Published in final edited form as: Nat Genet. 2017 Dec 18;50(1):138–150. doi: 10.1038/s41588-017-0012-9

Figure 1. Genome dataset used in analysis and differences in gene category abundances.

Figure 1

a. Maximum likelihood phylogenetic tree of 3837 high quality and non-redundant bacterial genomes based on the concatenated alignment of 31 single copy genes. Outer ring denotes the taxonomic group, central ring denotes the isolation source, and inner ring denotes the RA genomes within PA genomes. Taxon names are color-coded based on phylum: green – Proteobacteria, red – Firmicutes, blue – Bacteroidetes, purple - Actinobacteria. See URLs for ITOL interactive phylogenetic tree. b.

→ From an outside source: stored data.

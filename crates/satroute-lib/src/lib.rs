//! Satroute library entry points.
//!
//! This crate converts satellite and ground-station coordinates into an
//! Earth-centred frame, builds the line-of-sight graph between every pair of
//! nodes, and finds the relay chain with the fewest hops between the `START`
//! and `END` ground stations. Higher-level consumers (the CLI) should only
//! depend on the functions exported here instead of reimplementing behavior.
//!

#![deny(warnings)]

pub mod constellation;
pub mod error;
pub mod geo;
pub mod graph;
pub mod output;
pub mod path;
pub mod records;
pub mod routing;
pub mod source;
pub mod visibility;

pub use constellation::{is_endpoint, Constellation, NodeId, END, START};
pub use error::{Error, Result};
pub use geo::{lat_lon_alt_to_xyz, Geodetic, Point3D, EARTH_RADIUS_KM};
pub use graph::{build_graph, build_graph_with_body, Edge, Graph};
pub use output::{RouteEndpoint, RouteRenderMode, RouteStep, RouteSummary};
pub use path::{
    find_shortest_hop_path, reconstruct_route, search_hops, NodeState, Route, SearchNode,
    SearchTree,
};
pub use records::{parse_constellation, parse_line, ParsedConstellation, Record};
pub use routing::{plan_route, RouteLeg, RouteOptions, RoutePlan};
pub use source::{
    fetch_constellation, fetch_text, DataSource, FetchOptions, DATA_SOURCE_ENV,
    DEFAULT_SOURCE_URL,
};
pub use visibility::{distance_between, distance_from_origin_to_segment, is_visible, Body};
//! Satroute CLI library.
//!
//! Terminal styling and output formatting shared by the `satroute-cli`
//! subcommands.

pub mod output;
pub mod terminal;
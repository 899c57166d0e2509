//! Parser for the line-oriented constellation format.
//!
//! ```text
//! #SEED: 0.6133
//! SAT0,-22.1,141.3,582.7
//! SAT1,12.9,-51.0,411.2
//! ROU,-7.3,-172.8,68.2,119.5
//! ```
//!
//! `SAT` lines register a relay keyed by their first field. The `ROU` line
//! places the `START` and `END` ground stations at altitude zero. Comment
//! lines start with `#`. Anything else is logged and skipped.
//!
//! Numeric fields are read by their leading number, so `550km` is `550.0`
//! and trailing text is ignored. A field with no leading number makes the
//! whole record malformed.

use serde::Serialize;
use tracing::{debug, warn};

use crate::constellation::Constellation;
use crate::geo::Geodetic;

const SATELLITE_PREFIX: &str = "SAT";
const ROUTE_PREFIX: &str = "ROU";
const SEED_PREFIX: &str = "#SEED:";

/// One recognised line of input.
#[derive(Debug, Clone, PartialEq, Serialize)]
#[serde(tag = "kind", rename_all = "snake_case")]
pub enum Record {
    Satellite { id: String, position: Geodetic },
    Route { start: Geodetic, end: Geodetic },
    Seed { value: f64 },
}

/// Why a line did not produce a [`Record`].
#[derive(Debug, Clone, PartialEq, Eq)]
pub enum Skip {
    Blank,
    Comment,
    UnknownPrefix(String),
    Malformed { prefix: String, reason: String },
}

/// Constellation together with bookkeeping from parsing.
#[derive(Debug, Clone, Default, Serialize)]
pub struct ParsedConstellation {
    pub constellation: Constellation,
    /// Seed advertised by the generator, when present.
    pub seed: Option<f64>,
    pub satellites: usize,
    pub routes: usize,
    /// Non-blank, non-comment lines that were ignored.
    pub skipped: usize,
}

/// Parse a single line.
pub fn parse_line(line: &str) -> Result<Record, Skip> {
    let line = line.trim();
    if line.is_empty() {
        return Err(Skip::Blank);
    }
    if let Some(rest) = line.strip_prefix(SEED_PREFIX) {
        return rest
            .trim()
            .parse::<f64>()
            .map(|value| Record::Seed { value })
            .map_err(|_| Skip::Comment);
    }
    if line.starts_with('#') {
        return Err(Skip::Comment);
    }

    let fields: Vec<&str> = line.split(',').map(str::trim).collect();
    let prefix = fields[0];

    if prefix.starts_with(SATELLITE_PREFIX) {
        let [lat, lon, alt] = parse_numbers::<3>(prefix, &fields[1..])?;
        Ok(Record::Satellite {
            id: prefix.to_string(),
            position: Geodetic::new(lat, lon, alt),
        })
    } else if prefix.starts_with(ROUTE_PREFIX) {
        let [lat1, lon1, lat2, lon2] = parse_numbers::<4>(prefix, &fields[1..])?;
        Ok(Record::Route {
            start: Geodetic::ground(lat1, lon1),
            end: Geodetic::ground(lat2, lon2),
        })
    } else {
        Err(Skip::UnknownPrefix(prefix.to_string()))
    }
}

fn parse_numbers<const N: usize>(prefix: &str, fields: &[&str]) -> Result<[f64; N], Skip> {
    let malformed = |reason: String| Skip::Malformed {
        prefix: prefix.to_string(),
        reason,
    };

    if fields.len() < N {
        return Err(malformed(format!(
            "expected {N} numeric fields, found {}",
            fields.len()
        )));
    }

    let mut values = [0.0; N];
    for (slot, field) in values.iter_mut().zip(fields) {
        *slot = leading_number(field)
            .ok_or_else(|| malformed(format!("'{field}' is not a number")))?;
    }
    Ok(values)
}

/// Longest prefix of `field` that reads as a decimal number.
fn leading_number(field: &str) -> Option<f64> {
    let text = field.trim_start();
    let bytes = text.as_bytes();
    let digits_from = |mut index: usize| {
        while bytes.get(index).is_some_and(u8::is_ascii_digit) {
            index += 1;
        }
        index
    };

    let mut end = usize::from(matches!(bytes.first(), Some(b'+' | b'-')));
    if text[end..].starts_with("Infinity") {
        return Some(if bytes[0] == b'-' {
            f64::NEG_INFINITY
        } else {
            f64::INFINITY
        });
    }

    let integer_end = digits_from(end);
    let mut mantissa_digits = integer_end - end;
    end = integer_end;
    if bytes.get(end) == Some(&b'.') {
        let fraction_end = digits_from(end + 1);
        mantissa_digits += fraction_end - end - 1;
        end = fraction_end;
    }
    if mantissa_digits == 0 {
        return None;
    }

    if matches!(bytes.get(end), Some(b'e' | b'E')) {
        let mut exponent = end + 1;
        if matches!(bytes.get(exponent), Some(b'+' | b'-')) {
            exponent += 1;
        }
        let exponent_end = digits_from(exponent);
        if exponent_end > exponent {
            end = exponent_end;
        }
    }

    text[..end].parse().ok()
}

/// Parse a whole document into a constellation.
///
/// Unknown and malformed lines are logged and skipped; parsing never fails.
/// A later `ROU` line replaces earlier endpoints.
pub fn parse_constellation(text: &str) -> ParsedConstellation {
    let mut parsed = ParsedConstellation::default();

    for (index, line) in text.lines().enumerate() {
        let line_number = index + 1;
        match parse_line(line) {
            Ok(Record::Satellite { id, position }) => {
                if parsed
                    .constellation
                    .insert(id.as_str(), position.to_cartesian())
                    .is_some()
                {
                    warn!(line = line_number, id = %id, "duplicate satellite replaces earlier entry");
                } else {
                    parsed.satellites += 1;
                }
            }
            Ok(Record::Route { start, end }) => {
                if parsed.routes > 0 {
                    warn!(line = line_number, "additional ROU record replaces endpoints");
                }
                parsed
                    .constellation
                    .set_endpoints(start.to_cartesian(), end.to_cartesian());
                parsed.routes += 1;
            }
            Ok(Record::Seed { value }) => {
                debug!(seed = value, "constellation seed");
                parsed.seed = Some(value);
            }
            Err(Skip::Blank) | Err(Skip::Comment) => {}
            Err(Skip::UnknownPrefix(prefix)) => {
                warn!(line = line_number, prefix = %prefix, "ignoring unrecognised record");
                parsed.skipped += 1;
            }
            Err(Skip::Malformed { prefix, reason }) => {
                warn!(line = line_number, prefix = %prefix, %reason, "skipping malformed record");
                parsed.skipped += 1;
            }
        }
    }

    debug!(
        satellites = parsed.satellites,
        routes = parsed.routes,
        skipped = parsed.skipped,
        "parsed constellation records"
    );
    parsed
}

#[cfg(test)]
mod tests {
    use super::*;
    use crate::constellation::{END, START};
    use crate::geo::EARTH_RADIUS_KM;

    #[test]
    fn satellite_line_keeps_its_key() {
        let record = parse_line("SAT7,10.5,-20.25,550.0").expect("valid");
        assert_eq!(
            record,
            Record::Satellite {
                id: "SAT7".to_string(),
                position: Geodetic::new(10.5, -20.25, 550.0),
            }
        );
    }

    #[test]
    fn route_line_places_ground_endpoints() {
        let record = parse_line("ROU,1.0,2.0,3.0,4.0\r").expect("valid");
        assert_eq!(
            record,
            Record::Route {
                start: Geodetic::ground(1.0, 2.0),
                end: Geodetic::ground(3.0, 4.0),
            }
        );
    }

    #[test]
    fn seed_comment_is_captured() {
        assert_eq!(
            parse_line("#SEED: 0.25"),
            Ok(Record::Seed { value: 0.25 })
        );
        assert_eq!(parse_line("# generated"), Err(Skip::Comment));
    }

    #[test]
    fn unknown_prefix_is_reported() {
        assert_eq!(
            parse_line("FOO,1,2"),
            Err(Skip::UnknownPrefix("FOO".to_string()))
        );
    }

    #[test]
    fn malformed_numbers_are_reported() {
        assert!(matches!(
            parse_line("SAT1,abc,2,3"),
            Err(Skip::Malformed { .. })
        ));
        assert!(matches!(
            parse_line("ROU,1,2,3"),
            Err(Skip::Malformed { .. })
        ));
    }

    #[test]
    fn fields_are_read_by_their_leading_number() {
        assert_eq!(leading_number("550km"), Some(550.0));
        assert_eq!(leading_number(" -.5deg"), Some(-0.5));
        assert_eq!(leading_number("1e3x"), Some(1000.0));
        assert_eq!(leading_number("2e"), Some(2.0));
        assert_eq!(leading_number("7."), Some(7.0));
        assert_eq!(leading_number("-Infinity"), Some(f64::NEG_INFINITY));
        assert_eq!(leading_number("km550"), None);
        assert_eq!(leading_number("."), None);
        assert_eq!(leading_number("nan"), None);
        assert_eq!(leading_number(""), None);

        assert_eq!(
            parse_line("SAT3,12.5N,-20.25,550km"),
            Ok(Record::Satellite {
                id: "SAT3".to_string(),
                position: Geodetic::new(12.5, -20.25, 550.0),
            })
        );
    }

    #[test]
    fn document_parse_collects_nodes_and_skips_noise() {
        let text = "#SEED: 0.5\nSAT0,0,0,500\nSAT1,0,10,500\nJUNK,1\n\nSAT2,x,0,0\nROU,0,0,0,20\n";
        let parsed = parse_constellation(text);

        assert_eq!(parsed.seed, Some(0.5));
        assert_eq!(parsed.satellites, 2);
        assert_eq!(parsed.routes, 1);
        assert_eq!(parsed.skipped, 2);
        assert_eq!(parsed.constellation.len(), 4);

        let start = parsed.constellation.get(START).expect("start");
        assert_eq!(start.x, EARTH_RADIUS_KM);
        assert!(parsed.constellation.get(END).is_some());
    }
}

Differences in gene categories between PA/NPA (top panel) and RA/soil (bottom panel) genomes of the same taxon. For both panels, the heat map indicates the level of enrichment or depletion based on a PhyloGLM test. Significant (colored) cells have p value < 0.05, FDR corrected. Hot colored cells indicate significantly more genes in PA and RA genomes in the upper and lower panels, respectively. Histograms on the upper and right margins represent the total number of genes compared in each column and row, respectively. PA – plant-associated, NPA – non-plant associated, RA – root associated, soil – soil-associated. * not a formal class name. Carbohydrates – Carbohydrate metabolism and transport gene category. Full COG category names from the X axis appear in Supplementary Table 6. Note that cells with high absolute estimate values (dark colors) are based on categories of few genes and are therefore more likely to be less accurate.